### WHAT TO DO
Go through the entries below and copy each line containing the word "nullable".

───── DATASET RECORDS ─────

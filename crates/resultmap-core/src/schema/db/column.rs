use super::{TableId, Type};
use std::fmt;

#[derive(Debug, PartialEq)]
pub struct Column {
    /// Uniquely identifies the column in the schema.
    pub id: ColumnId,

    /// The name of the column in the database.
    pub name: String,

    /// The JDBC-level type of the column.
    pub ty: Type,

    /// Whether or not the column is nullable
    pub nullable: bool,

    /// True if the column is part of the table's primary key
    pub primary_key: bool,
}

#[derive(PartialEq, Eq, Clone, Copy, Hash, PartialOrd, Ord)]
pub struct ColumnId {
    pub table: TableId,
    pub index: usize,
}

impl From<&Column> for ColumnId {
    fn from(value: &Column) -> Self {
        value.id
    }
}

impl fmt::Debug for ColumnId {
    fn fmt(&self, fmt: &mut fmt::Formatter<'_>) -> fmt::Result {
        write!(fmt, "ColumnId({}/{})", self.table.0, self.index)
    }
}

─────

### SOLUTION TO THIS TASK
    /// Whether or not the column is nullable
    pub nullable: bool,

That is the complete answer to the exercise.